The Woman Next Door(83)



‘Here’s the lady of the house right now!’ says the agent. She can never remember his name. Kev or Keith or Kelvin. Something like that.

‘You have a beautiful home,’ says the man, very formally. The woman nods, too enthusiastically, and Melissa feels tired.

‘Thank you,’ she says. ‘I was just going to …’ but she doesn’t finish the sentence. What was she going to do?

‘We actually had a question about the boiler,’ says the man now, leaning his head forward, brow furrowed. He begins explaining something she doesn’t really understand. She tries to answer the question, and he doesn’t seem satisfied but is too polite to say.

‘And the neighbours?’ says his partner before leaning in conspiratorially, still grinning. ‘Anything we should know? Any nosy parkers or party animals?’ She laughs as she says it, as though it isn’t important, but there is a sharp intelligence about her.

For a second, Melissa flounders and then manages to say, ‘We’ve never had anything like that, no. It’s a very good neighbourhood.’

Inside the house she rests her hand against the hall table and breathes deeply. She wonders what they would have done if she’d said, ‘Actually the woman next door is currently serving a life sentence for murder. But you can rely on her in a crisis and she makes decent cakes.’

She starts to laugh, deep from her belly but it feels unnatural in the quiet house, tidy as a show home. She stops and goes into the kitchen where the dog is waiting to go outside.

Opening the back door, she notices that his back legs seem to sag. An unexpected sadness washes over her.

‘Stupid animal,’ she murmurs and swallows a lump of grief back inside herself. That won’t be easy, when it comes. She’s grown quite attached to the smelly little beast. And Tilly loves him.

Melissa gets a glass and fills it from the filter before taking a long sip. She wonders if that couple will make an offer. The thought scares her a little.

They still haven’t made a final decision about whether they will buy two properties, possibly outside the M25. One for Melissa, one for Mark and Tilly. Or one for Mark, one for Tilly and Melissa. Nothing has been decided.

Tilly is studying for her A levels at a local FE college. They don’t have the money for boarding school anymore. Mark has had to take on extra shifts to try and recoup some of their losses. He turned down the offer of a new contract on BBB. He looks much older than he did a few months ago.

***

Melissa had stayed up all night when she got back from Cornwall, slumped at the kitchen table. She’d tried to get drunk but the vodka tasted bad and her stomach wouldn’t accept it.

By five the following morning she began repeatedly ringing Kerry’s number until the very groggy and bad-tempered mother answered. At first she hadn’t taken Melissa’s demand to know Kerry’s bank details seriously.

Melissa kept saying that she wanted to do this. That she should have helped Jamie when they were young and she should have helped him more recently.

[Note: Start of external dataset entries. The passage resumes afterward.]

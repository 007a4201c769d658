use criterion::{BatchSize, Criterion, criterion_group, criterion_main};
use caproj::{ColumnMapping, Table, data::Value, set_dtypes};

fn generate_projects(rows: usize) -> Table {
    let mut pid = Vec::with_capacity(rows);
    let mut budget = Vec::with_capacity(rows);
    let mut approved = Vec::with_capacity(rows);
    for i in 0..rows {
        pid.push(Value::from(format!("{}", 1000 + i % 250)));
        budget.push(if i % 17 == 0 {
            Value::from("TBD")
        } else {
            Value::from(format!("{}.{:02}", i * 3, i % 100))
        });
        let day = (i % 28) + 1;
        approved.push(if i % 11 == 0 {
            Value::Null
        } else {
            Value::from(format!("2023-05-{day:02}"))
        });
    }
    Table::from_pairs([("PID", pid), ("budget", budget), ("approved", approved)])
        .expect("build table")
}

fn bench_set_dtypes(c: &mut Criterion) {
    let table = generate_projects(20_000);
    let mapping: ColumnMapping = [("PID", "unsigned"), ("budget", "float"), ("approved", "datetime")]
        .into_iter()
        .collect();

    let mut group = c.benchmark_group("set_dtypes");
    group.sample_size(20);
    for (label, coerce) in [("ignore", false), ("coerce", true)] {
        group.bench_function(label, |b| {
            b.iter_batched(
                || table.clone(),
                |mut working| set_dtypes(&mut working, &mapping, coerce).expect("convert"),
                BatchSize::LargeInput,
            );
        });
    }
    group.finish();
}

criterion_group!(benches, bench_set_dtypes);
criterion_main!(benches);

That she felt responsible for what had happened to him. She wanted to make it up to Kerry and to Amber. Suspiciously, the woman, Phyllis, found her daughter’s chequebook and recited the details Melissa needed.

It was then the work of a few keystrokes to transfer £20,000 – to Kerry. After this she looked up the charity Thomas Pinkerton worked for – an environmental group, it transpired – and made a donation of another £20,000. The rest of the money she donated to The Down’s Syndrome Association and the NSPCC.

Then she went upstairs and took the remaining diazepam in the bottle before lying down on the sofa and waiting to die.

They said afterwards that she hadn’t taken enough. But when Saskia called round the next morning on the way to work and heard the dog barking inside, she got Nathan to break a window and climb inside.

The police had been interested when they learned of this. There were too many strange conflicts swirling together over these two properties like a mini tornado. Dead men. Snatched children. Suicides and large bank payments, because, oh yes, they knew about that.

But there was no real evidence that Melissa had taken part in any crime. And there were only so many resources available to Dorset Police. The high-profile murder of a young mother in Dorchester a few weeks later was deemed a higher priority. So, after a handful of interviews that started next to her hospital bed, the case was left unsolved.

Melissa no longer wants to confess. She has done enough to her family, she knows that. Mark is like a ghost these days, and Tilly seems to have shrunk into herself. She constantly sneaks looks at her mother as though she is a stranger. Melissa knows how she feels. She is like a stranger even to herself.

She picks up the pile of post from the kitchen surface now and goes to the table, catching a flash of red from her hair reflected in the side of the microwave. She isn’t used to it yet. She has kept her hair short and let her natural colour grow through.

Mark hasn’t said whether he likes it and she supposes she shouldn’t care. But she does. It’s so exhausting, tiptoeing around his anger and grief. Throwing all their money away as she did is unforgivable. Inexplicable. But she doesn’t regret it for a second.

She has told him the same story so often she half believes it now: Jamie stirred up bad emotions from her past; she feels guilty that he was murdered and that Hester became involved. She only wanted to help.